The cultured cells were lysed in RIPA lysis buffer (Beyotime, Shanghai, China) supplemented with a cocktail protease inhibitor (Roche, Basel, Switzerland). The proteins were separated by SDS-PAGE and were transferred to polyvinylidene difluoride membranes (Millipore, Bedford, MA, USA). The membranes were blocked in a 5% nonfat milk solution for 2 h at 37 ℃ and were incubated with a primary antibody (Zen BioScience, Chengdu, China) at 4 ℃ overnight, followed by incubation with HRP-conjugated secondary antibodies (Beyotime, Shanghai, China) for 1 h. The signals were visualized using the BeyoECL Plus kit (Beyotime, Shanghai, China). β-actin was used as an internal control.
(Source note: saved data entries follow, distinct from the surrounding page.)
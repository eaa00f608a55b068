//! Fixed, little-endian wire records for setup-time exchanges.
//!
//! Index records (counts, ranks, `(row, col)` pairs) are stored pre-LE with
//! `.to_le()` and decoded with `.from_le()`. Steady-state value buffers are
//! plain `f64` slices and are not wrapped.

use bytemuck::{Pod, Zeroable};

pub fn cast_slice<T: Pod>(v: &[T]) -> &[u8] {
    bytemuck::cast_slice(v)
}

pub fn cast_slice_mut<T: Pod>(v: &mut [T]) -> &mut [u8] {
    bytemuck::cast_slice_mut(v)
}

/// Count of records following in the next message.
#[repr(C)]
#[derive(Copy, Clone, Debug, Default, Pod, Zeroable)]
pub struct WireCount {
    pub n_le: u64,
}

impl WireCount {
    pub fn new(n: usize) -> Self {
        Self {
            n_le: (n as u64).to_le(),
        }
    }

    pub fn get(&self) -> usize {
        u64::from_le(self.n_le) as usize
    }
}

/// A single index (rank, global id, or color slot) carried on the wire.
///
/// `u64::MAX` is reserved as the "no entry" sentinel, see [`WireIndex::none`].
#[repr(C)]
#[derive(Copy, Clone, Debug, Default, Pod, Zeroable, PartialEq, Eq)]
pub struct WireIndex {
    pub id_le: u64,
}

impl WireIndex {
    pub fn of(id: usize) -> Self {
        Self {
            id_le: (id as u64).to_le(),
        }
    }

    pub fn none() -> Self {
        Self {
            id_le: u64::MAX.to_le(),
        }
    }

    pub fn from_option(id: Option<usize>) -> Self {
        id.map_or_else(Self::none, Self::of)
    }

    pub fn get(&self) -> Option<usize> {
        match u64::from_le(self.id_le) {
            u64::MAX => None,
            v => Some(v as usize),
        }
    }
}

/// A `(global_row, global_col)` matrix entry.
#[repr(C)]
#[derive(Copy, Clone, Debug, Default, Pod, Zeroable, PartialEq, Eq)]
pub struct WireEntry {
    pub row_le: u64,
    pub col_le: u64,
}

impl WireEntry {
    pub fn new(row: usize, col: usize) -> Self {
        Self {
            row_le: (row as u64).to_le(),
            col_le: (col as u64).to_le(),
        }
    }

    pub fn row(&self) -> usize {
        u64::from_le(self.row_le) as usize
    }

    pub fn col(&self) -> usize {
        u64::from_le(self.col_le) as usize
    }
}

static_assertions::assert_eq_size!(WireCount, u64);
static_assertions::assert_eq_size!(WireIndex, u64);
static_assertions::assert_eq_size!(WireEntry, [u64; 2]);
Tumor induction and growth experiments

To detect the in vivo tumorigenicity of the two stable cell lines, BORIS sf2-overexpressing Hepa1c1c7 cells [5×106 in 100 µL of phosphate-buffered saline (PBS)] and BORIS C68-overexpressing Hepa1c1c7 cells (5×106 in 100 µL of PBS) were harvested with trypsin, washed three times with PBS, and injected subcutaneously into the flanks of C57BL/6 mice (n=12 per group). The tumor size was monitored regularly for 41 days, and the tumor volume was determined according to the formula: tumor volume = ½ (length × width2). The data were used to plot a graph of the tumor growth curve.

Statistical analysis

All statistics were calculated using Graphpad Prism version 8 (GraphPad Software, San Diego, CA, USA). Statistical significance was determined using a one-way ANOVA to test for differences between multiple groups. The F test was used to compare variances of samples. Graphs show mean ± SD unless otherwise indicated. For all statistical data, P<0.05 was considered statistically significant.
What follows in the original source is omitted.